- **Your task**:
When a line in the listing contains the string "filter", pick it out and copy it.

- **Provided information**:
========================

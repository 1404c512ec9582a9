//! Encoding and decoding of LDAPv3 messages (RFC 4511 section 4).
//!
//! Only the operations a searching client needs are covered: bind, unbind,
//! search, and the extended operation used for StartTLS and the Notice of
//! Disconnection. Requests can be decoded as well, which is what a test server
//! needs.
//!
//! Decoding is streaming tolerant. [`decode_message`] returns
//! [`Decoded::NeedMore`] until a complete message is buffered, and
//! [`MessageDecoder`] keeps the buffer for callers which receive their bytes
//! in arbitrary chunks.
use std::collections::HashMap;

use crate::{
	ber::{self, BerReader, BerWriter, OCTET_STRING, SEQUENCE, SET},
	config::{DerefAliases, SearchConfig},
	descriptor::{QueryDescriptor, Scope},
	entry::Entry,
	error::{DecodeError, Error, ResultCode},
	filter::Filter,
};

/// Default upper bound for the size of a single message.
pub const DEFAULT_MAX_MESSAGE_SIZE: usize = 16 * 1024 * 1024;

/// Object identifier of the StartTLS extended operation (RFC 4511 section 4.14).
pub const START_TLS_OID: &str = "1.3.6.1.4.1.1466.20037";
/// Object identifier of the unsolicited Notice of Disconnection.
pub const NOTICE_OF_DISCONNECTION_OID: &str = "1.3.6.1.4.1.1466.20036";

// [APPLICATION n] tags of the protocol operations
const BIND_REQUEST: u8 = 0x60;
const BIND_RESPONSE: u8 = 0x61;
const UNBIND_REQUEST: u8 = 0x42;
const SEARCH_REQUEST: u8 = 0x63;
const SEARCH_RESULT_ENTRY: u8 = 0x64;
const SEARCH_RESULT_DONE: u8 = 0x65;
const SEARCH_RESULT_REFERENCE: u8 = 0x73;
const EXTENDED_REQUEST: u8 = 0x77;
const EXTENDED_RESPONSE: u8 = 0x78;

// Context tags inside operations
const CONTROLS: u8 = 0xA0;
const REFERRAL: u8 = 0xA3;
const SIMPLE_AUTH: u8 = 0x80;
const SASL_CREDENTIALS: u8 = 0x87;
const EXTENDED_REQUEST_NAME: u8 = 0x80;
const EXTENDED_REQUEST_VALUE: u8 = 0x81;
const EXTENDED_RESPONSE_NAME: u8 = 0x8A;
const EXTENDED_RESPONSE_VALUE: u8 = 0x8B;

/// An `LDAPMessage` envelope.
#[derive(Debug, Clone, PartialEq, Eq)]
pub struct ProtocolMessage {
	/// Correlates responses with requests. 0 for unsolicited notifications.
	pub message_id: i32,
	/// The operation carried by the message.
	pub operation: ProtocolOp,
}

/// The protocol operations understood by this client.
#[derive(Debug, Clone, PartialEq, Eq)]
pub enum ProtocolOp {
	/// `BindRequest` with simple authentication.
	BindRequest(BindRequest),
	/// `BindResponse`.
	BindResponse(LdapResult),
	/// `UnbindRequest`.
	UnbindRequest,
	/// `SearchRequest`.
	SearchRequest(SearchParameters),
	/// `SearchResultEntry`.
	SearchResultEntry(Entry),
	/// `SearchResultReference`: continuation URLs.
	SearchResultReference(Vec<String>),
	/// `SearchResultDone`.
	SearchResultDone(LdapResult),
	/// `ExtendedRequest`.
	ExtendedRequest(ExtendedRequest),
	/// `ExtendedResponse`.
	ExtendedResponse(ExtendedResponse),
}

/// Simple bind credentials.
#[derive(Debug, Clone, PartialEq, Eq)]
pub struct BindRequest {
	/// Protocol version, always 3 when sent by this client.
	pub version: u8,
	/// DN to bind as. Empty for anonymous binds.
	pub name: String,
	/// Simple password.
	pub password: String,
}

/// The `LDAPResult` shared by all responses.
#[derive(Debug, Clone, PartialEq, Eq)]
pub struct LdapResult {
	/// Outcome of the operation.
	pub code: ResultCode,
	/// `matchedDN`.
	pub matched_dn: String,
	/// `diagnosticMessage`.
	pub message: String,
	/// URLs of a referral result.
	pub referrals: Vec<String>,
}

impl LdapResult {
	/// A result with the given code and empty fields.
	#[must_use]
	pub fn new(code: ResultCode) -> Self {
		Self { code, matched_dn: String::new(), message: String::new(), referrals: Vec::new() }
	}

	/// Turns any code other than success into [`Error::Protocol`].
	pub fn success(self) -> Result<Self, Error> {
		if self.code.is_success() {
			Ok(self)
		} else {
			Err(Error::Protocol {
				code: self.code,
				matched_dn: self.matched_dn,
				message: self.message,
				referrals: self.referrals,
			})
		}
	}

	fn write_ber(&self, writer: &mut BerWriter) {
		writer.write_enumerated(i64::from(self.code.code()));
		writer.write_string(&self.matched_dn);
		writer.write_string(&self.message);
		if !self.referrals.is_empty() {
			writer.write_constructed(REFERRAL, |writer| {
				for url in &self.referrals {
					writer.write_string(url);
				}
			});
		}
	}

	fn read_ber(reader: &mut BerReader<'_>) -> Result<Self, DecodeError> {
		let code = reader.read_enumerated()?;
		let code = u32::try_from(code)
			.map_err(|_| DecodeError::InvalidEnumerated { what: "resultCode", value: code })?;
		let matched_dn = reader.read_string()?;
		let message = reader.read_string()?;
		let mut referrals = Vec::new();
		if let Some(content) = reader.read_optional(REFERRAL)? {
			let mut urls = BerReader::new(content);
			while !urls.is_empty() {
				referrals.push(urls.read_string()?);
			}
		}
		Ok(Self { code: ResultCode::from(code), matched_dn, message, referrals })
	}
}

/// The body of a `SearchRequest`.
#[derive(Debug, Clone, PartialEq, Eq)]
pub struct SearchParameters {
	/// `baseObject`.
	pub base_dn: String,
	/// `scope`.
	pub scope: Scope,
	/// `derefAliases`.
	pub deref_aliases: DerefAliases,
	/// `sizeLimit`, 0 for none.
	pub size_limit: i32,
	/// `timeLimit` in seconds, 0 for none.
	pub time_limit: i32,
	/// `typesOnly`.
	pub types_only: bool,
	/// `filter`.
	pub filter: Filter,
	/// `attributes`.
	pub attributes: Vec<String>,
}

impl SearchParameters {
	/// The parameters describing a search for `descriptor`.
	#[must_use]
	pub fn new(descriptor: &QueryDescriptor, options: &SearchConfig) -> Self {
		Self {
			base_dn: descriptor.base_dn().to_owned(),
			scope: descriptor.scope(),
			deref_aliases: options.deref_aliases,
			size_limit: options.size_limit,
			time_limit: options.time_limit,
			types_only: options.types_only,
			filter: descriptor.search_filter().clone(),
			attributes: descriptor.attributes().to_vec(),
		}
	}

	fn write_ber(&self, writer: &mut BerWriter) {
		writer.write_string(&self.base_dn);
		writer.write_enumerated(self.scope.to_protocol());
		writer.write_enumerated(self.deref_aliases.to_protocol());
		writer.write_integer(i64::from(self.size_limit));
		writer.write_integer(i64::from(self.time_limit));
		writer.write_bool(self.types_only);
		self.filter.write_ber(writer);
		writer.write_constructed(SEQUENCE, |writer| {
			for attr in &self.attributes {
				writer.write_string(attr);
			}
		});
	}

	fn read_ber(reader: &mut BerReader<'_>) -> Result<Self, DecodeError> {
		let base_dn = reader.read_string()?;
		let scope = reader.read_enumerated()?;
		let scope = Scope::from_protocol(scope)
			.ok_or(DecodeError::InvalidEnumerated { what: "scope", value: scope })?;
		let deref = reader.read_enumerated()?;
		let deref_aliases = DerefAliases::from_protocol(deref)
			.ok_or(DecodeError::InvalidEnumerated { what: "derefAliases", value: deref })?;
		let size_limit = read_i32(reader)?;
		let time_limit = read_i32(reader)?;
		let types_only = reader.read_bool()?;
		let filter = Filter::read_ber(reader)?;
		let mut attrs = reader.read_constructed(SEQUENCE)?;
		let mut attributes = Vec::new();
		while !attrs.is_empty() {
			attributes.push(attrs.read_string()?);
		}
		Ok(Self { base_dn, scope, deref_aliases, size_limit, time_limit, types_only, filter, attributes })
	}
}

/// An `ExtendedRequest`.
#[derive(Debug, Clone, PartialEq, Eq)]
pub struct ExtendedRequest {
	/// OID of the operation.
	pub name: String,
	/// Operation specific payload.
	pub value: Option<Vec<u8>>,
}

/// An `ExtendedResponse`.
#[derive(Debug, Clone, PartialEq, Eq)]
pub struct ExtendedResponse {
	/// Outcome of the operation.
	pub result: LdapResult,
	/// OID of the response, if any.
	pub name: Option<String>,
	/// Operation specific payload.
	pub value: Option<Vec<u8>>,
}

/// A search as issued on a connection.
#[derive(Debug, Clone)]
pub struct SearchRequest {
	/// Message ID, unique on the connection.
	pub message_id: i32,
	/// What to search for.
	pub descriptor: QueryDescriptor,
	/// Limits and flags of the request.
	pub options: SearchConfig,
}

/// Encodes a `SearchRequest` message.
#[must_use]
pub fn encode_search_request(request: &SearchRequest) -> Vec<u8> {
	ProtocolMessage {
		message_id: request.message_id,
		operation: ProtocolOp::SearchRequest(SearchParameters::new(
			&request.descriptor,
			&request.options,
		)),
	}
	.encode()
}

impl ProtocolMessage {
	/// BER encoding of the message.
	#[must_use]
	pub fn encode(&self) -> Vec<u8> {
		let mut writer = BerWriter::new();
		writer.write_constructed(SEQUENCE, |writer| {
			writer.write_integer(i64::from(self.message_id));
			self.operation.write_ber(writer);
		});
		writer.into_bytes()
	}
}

========================

- **Reply to the task**:
	filter::Filter,
	/// `filter`.
	pub filter: Filter,
			filter: descriptor.search_filter().clone(),
		self.filter.write_ber(writer);
		let filter = Filter::read_ber(reader)?;
		Ok(Self { base_dn, scope, deref_aliases, size_limit, time_limit, types_only, filter, attributes })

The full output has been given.